The trials and tribulations of the renovations of barn and brain in rural Cheshire.....

Thursday 5 June 2008

Animal Rescue and a chip off the old brock



It's been quite a week for animals in trouble but we've been right there, like Thunderbirds Are Go, to save the day. It began with Bertie Boosh's derring do up the tree - up being the operative word as it was the only way he went. Down did not feature willingly.

But, ta-da, Fif and Del were on hand with the rescue blanket, weaving left, right, up, down, following his every direction along the branches (note the chickens who couldn't give a monkeys about the unfolding drama). Fortunately the blanket was not put to use - Fireman Fif climbed the ladder and coaxed one very relieved Bertie into her arms.......

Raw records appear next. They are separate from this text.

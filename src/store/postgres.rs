// src/store/postgres.rs

use async_trait::async_trait;
use futures::future::BoxFuture;
use sqlx::{PgConnection, PgPool, Postgres, Transaction};

use super::EntityStore;
use crate::{
    error::AppError,
    models::{
        comment::{Comment, NewComment},
        like::{Like, LikeStatus},
        post::{NewPost, Post, PostRow},
        user::{NewUser, User},
    },
};

const POST_COLUMNS: &str = "id, user_id, content, media_url, media_type, likes, created_at";

/// Runs `work` inside a database transaction.
///
/// Commits when `work` returns `Ok`, rolls back on `Err`. A dropped transaction
/// (panic, cancelled request) is rolled back by sqlx.
pub async fn with_transaction<T, F>(pool: &PgPool, work: F) -> Result<T, AppError>
where
    T: Send,
    F: for<'c> FnOnce(&'c mut Transaction<'static, Postgres>) -> BoxFuture<'c, Result<T, AppError>>
        + Send,
{
    let mut tx = pool.begin().await?;

    match work(&mut tx).await {
        Ok(value) => {
            tx.commit().await?;
            Ok(value)
        }
        Err(err) => {
            if let Err(rollback_err) = tx.rollback().await {
                tracing::error!("Failed to roll back transaction: {:?}", rollback_err);
            }
            Err(err)
        }
    }
}

/// Postgres-backed entity store.
#[derive(Clone)]
pub struct PgStore {
    pool: PgPool,
}

impl PgStore {
    pub fn new(pool: PgPool) -> Self {
        Self { pool }
    }
}

/// Takes the row lock on a post for the rest of the transaction and returns its counter.
async fn lock_post(conn: &mut PgConnection, post_id: i64) -> Result<i32, AppError> {
    sqlx::query_scalar::<_, i32>("SELECT likes FROM posts WHERE id = $1 FOR UPDATE")
        .bind(post_id)
        .fetch_optional(conn)
        .await?
        .ok_or_else(|| AppError::NotFound("Post not found".to_string()))
}

#[async_trait]
impl EntityStore for PgStore {
    async fn get_user(&self, id: i64) -> Result<Option<User>, AppError> {
        let user = sqlx::query_as::<_, User>(
            "SELECT id, username, password, created_at FROM users WHERE id = $1",
        )
        .bind(id)
        .fetch_optional(&self.pool)
        .await?;

        Ok(user)
    }

    async fn get_user_by_username(&self, username: &str) -> Result<Option<User>, AppError> {
        let user = sqlx::query_as::<_, User>(
            "SELECT id, username, password, created_at FROM users WHERE username = $1",
        )
        .bind(username)
        .fetch_optional(&self.pool)
        .await?;

        Ok(user)
    }

    async fn get_users_by_ids(&self, ids: &[i64]) -> Result<Vec<User>, AppError> {
        let users = sqlx::query_as::<_, User>(
            "SELECT id, username, password, created_at FROM users WHERE id = ANY($1)",
        )
        .bind(ids)
        .fetch_all(&self.pool)
        .await?;

        Ok(users)
    }

    async fn create_user(&self, user: NewUser) -> Result<User, AppError> {
        sqlx::query_as::<_, User>(
            r#"
            INSERT INTO users (username, password)
            VALUES ($1, $2)
            RETURNING id, username, password, created_at
            "#,
        )
        .bind(&user.username)
        .bind(&user.password_hash)
        .fetch_one(&self.pool)
        .await
        .map_err(|e| match e {
            sqlx::Error::Database(ref db) if db.is_unique_violation() => {
                AppError::Conflict(format!("Username '{}' already exists", user.username))
            }
            e => {
                tracing::error!("Failed to create user: {:?}", e);
                AppError::from(e)
            }
        })
    }

    async fn create_post(&self, post: NewPost) -> Result<Post, AppError> {
        let row = sqlx::query_as::<_, PostRow>(&format!(
            r#"
            INSERT INTO posts (user_id, content, media_url, media_type)
            VALUES ($1, $2, $3, $4)
            RETURNING {POST_COLUMNS}
            "#
        ))
        .bind(post.user_id)
        .bind(&post.content)
        .bind(&post.media_url)
        .bind(post.media_type.as_str())
        .fetch_one(&self.pool)
        .await
        .map_err(|e| match e {
            sqlx::Error::Database(ref db) if db.is_foreign_key_violation() => {
                AppError::NotFound("User not found".to_string())
            }
            e => {
                tracing::error!("Failed to create post: {:?}", e);
                AppError::from(e)
            }
        })?;

        Ok(row.into())
    }

    async fn get_posts(&self) -> Result<Vec<Post>, AppError> {
        let rows = sqlx::query_as::<_, PostRow>(&format!(
            "SELECT {POST_COLUMNS} FROM posts ORDER BY created_at ASC, id ASC"
        ))
        .fetch_all(&self.pool)
        .await?;

        Ok(rows.into_iter().map(Post::from).collect())
    }

    async fn get_posts_by_user(&self, user_id: i64) -> Result<Vec<Post>, AppError> {
        let rows = sqlx::query_as::<_, PostRow>(&format!(
            "SELECT {POST_COLUMNS} FROM posts WHERE user_id = $1 ORDER BY created_at ASC, id ASC"
        ))
        .bind(user_id)
        .fetch_all(&self.pool)
        .await?;

        Ok(rows.into_iter().map(Post::from).collect())
    }

    async fn get_post(&self, id: i64) -> Result<Option<Post>, AppError> {
        let row = sqlx::query_as::<_, PostRow>(&format!(
            "SELECT {POST_COLUMNS} FROM posts WHERE id = $1"
        ))
        .bind(id)
        .fetch_optional(&self.pool)
        .await?;

        Ok(row.map(Post::from))
    }

    async fn create_comment(&self, comment: NewComment) -> Result<Comment, AppError> {
        // The existence check and the insert are one statement.
        sqlx::query_as::<_, Comment>(
            r#"
            INSERT INTO comments (post_id, user_id, content)
            SELECT $1, $2, $3
            WHERE EXISTS (SELECT 1 FROM posts WHERE id = $1)
            RETURNING id, post_id, user_id, content, created_at
            "#,
        )
        .bind(comment.post_id)
        .bind(comment.user_id)
        .bind(&comment.content)
        .fetch_optional(&self.pool)
        .await
        .map_err(|e| match e {
            sqlx::Error::Database(ref db) if db.is_foreign_key_violation() => {
                AppError::NotFound("User not found".to_string())
            }
            e => {
                tracing::error!("Failed to create comment: {:?}", e);
                AppError::from(e)
            }
        })?
        .ok_or_else(|| AppError::NotFound("Post not found".to_string()))
    }

    async fn get_comments_by_post(&self, post_id: i64) -> Result<Vec<Comment>, AppError> {
        let comments = sqlx::query_as::<_, Comment>(
            r#"
            SELECT id, post_id, user_id, content, created_at
            FROM comments
            WHERE post_id = $1
            ORDER BY created_at ASC, id ASC
            "#,
        )
        .bind(post_id)
        .fetch_all(&self.pool)
        .await?;

        Ok(comments)
    }

    async fn get_like(&self, user_id: i64, post_id: i64) -> Result<Option<Like>, AppError> {
        let like = sqlx::query_as::<_, Like>(
            r#"
            SELECT id, user_id, post_id, created_at
            FROM likes
            WHERE user_id = $1 AND post_id = $2
            "#,
        )
        .bind(user_id)
        .bind(post_id)
        .fetch_optional(&self.pool)
        .await?;

        Ok(like)
    }

    async fn like_post(&self, user_id: i64, post_id: i64) -> Result<LikeStatus, AppError> {
        with_transaction(&self.pool, move |tx| {
            Box::pin(async move {
                // Serializes concurrent like/unlike calls on the same post.
                lock_post(&mut **tx, post_id).await?;

                let inserted = sqlx::query_scalar::<_, i64>(
                    r#"
                    INSERT INTO likes (user_id, post_id)
                    VALUES ($1, $2)
                    ON CONFLICT (user_id, post_id) DO NOTHING
                    RETURNING id
                    "#,
                )
                .bind(user_id)
                .bind(post_id)
                .fetch_optional(&mut **tx)
                .await
                .map_err(|e| match e {
                    sqlx::Error::Database(ref db) if db.is_foreign_key_violation() => {
                        AppError::NotFound("User not found".to_string())
                    }
                    e => AppError::from(e),
                })?;

                if inserted.is_none() {
                    return Err(AppError::Conflict("Post already liked".to_string()));
                }

                let likes = sqlx::query_scalar::<_, i32>(
                    "UPDATE posts SET likes = likes + 1 WHERE id = $1 RETURNING likes",
                )
                .bind(post_id)
                .fetch_one(&mut **tx)
                .await?;

                Ok(LikeStatus {
                    post_id,
                    liked: true,
                    likes,
                })
            })
        })
        .await
    }

    async fn unlike_post(&self, user_id: i64, post_id: i64) -> Result<LikeStatus, AppError> {
        with_transaction(&self.pool, move |tx| {
            Box::pin(async move {
                let current = lock_post(&mut **tx, post_id).await?;

                let removed = sqlx::query("DELETE FROM likes WHERE user_id = $1 AND post_id = $2")
                    .bind(user_id)
                    .bind(post_id)
                    .execute(&mut **tx)
                    .await?
                    .rows_affected();

                if removed == 0 {
                    return Ok(LikeStatus {
                        post_id,
                        liked: false,
                        likes: current,
                    });
                }

                let likes = sqlx::query_scalar::<_, i32>(
                    "UPDATE posts SET likes = GREATEST(0, likes - 1) WHERE id = $1 RETURNING likes",
                )
                .bind(post_id)
                .fetch_one(&mut **tx)
                .await?;

                Ok(LikeStatus {
                    post_id,
                    liked: false,
                    likes,
                })
            })
        })
        .await
    }

    async fn get_likes_by_user(&self, user_id: i64) -> Result<Vec<Like>, AppError> {
        let likes = sqlx::query_as::<_, Like>(
            r#"
            SELECT id, user_id, post_id, created_at
            FROM likes
            WHERE user_id = $1
            ORDER BY created_at ASC, id ASC
            "#,
        )
        .bind(user_id)
        .fetch_all(&self.pool)
        .await?;

        Ok(likes)
    }
}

Yesterday was Angela's 40th birthday, which will be news to all those people she didn't tell, so we drove up to Carnforth to celebrate with the Hucks. Off to the local hostelry for a very palatable birthday supper where we met a bedraggled persian puss with runny eyes and a penchant for a pint. It took all my powers of persuasion to prevent Fireman Fif from bundling Persian Puss into the car and home to Cheshire for TLC. Mind you, I nearly did the same with the unkempt Shetland ponies in the paddock at the back of the pub, particularly as the black one looked just like my first pony. It would be fair to say mine host wasn't big on animal welfare.


After a few Wii games of tennis, rounds of golf and a whitewash on the Wii bowling alley we set off home in Figgis. Just five miles to go when a dark, squat, solid cannonball flew out of the hedge, slamming into Figgis' wing (following swift evasive action by the Figmeister). The badger, for that was what he was, lay, still breathing but unconscious, in a pool of blood in the middle of the road. Following the letter of the law I rang the police who asked us to stay with the badger as he was causing a hazard and they'd get the highways patrol out to move him. A knight in shining armour stopped to assist we damsels in distress and stayed with us throughout the entire ordeal. Some 20 minutes later the police called back to say the highways patrol only came out to bigger animals in the middle of the road and, as I'd stupidly only hit a only hit a medium-sized badger, they'd have to send a patrol car out to assist. But then Brock came round, dragged himself on to the verge and onwards into the hedge, displaying the classic symptoms of a badger with a broken leg and a bitten tongue. We rang the police again (we're on first name terms by this time) to say the hazard had cleared but what do we do about the broken badger? At that very moment an ambulance, lights flashing, siren blaring, rushed towards us. We were impressed with the quick response until it roared on by so we got the number for the RSPCA. Two hours later, those two long, cold, damp hours that Fif, me and our knight in shining armour spent watching the hedge to make sure badger didn't drag himself off home, a lone, sleepy, RSPCA damsel arrived with a noose, a basket and a couple of torches to pull a writhing, hissing, spitting badger into the basket and off to hospital. I'll be ringing tomorrow for an update and possibly arrange a visit. Do badgers like grapes?


1 comment:

Anonymous said...

You did very well. I've seen several dead badgers on the roadside in the last few years. That's country life I suppose.

And what about those bird-brained p(h)easants you get down your way? I could've had one of them in the bag, and swiftly back home, many a time -- if I hadn't slowed down!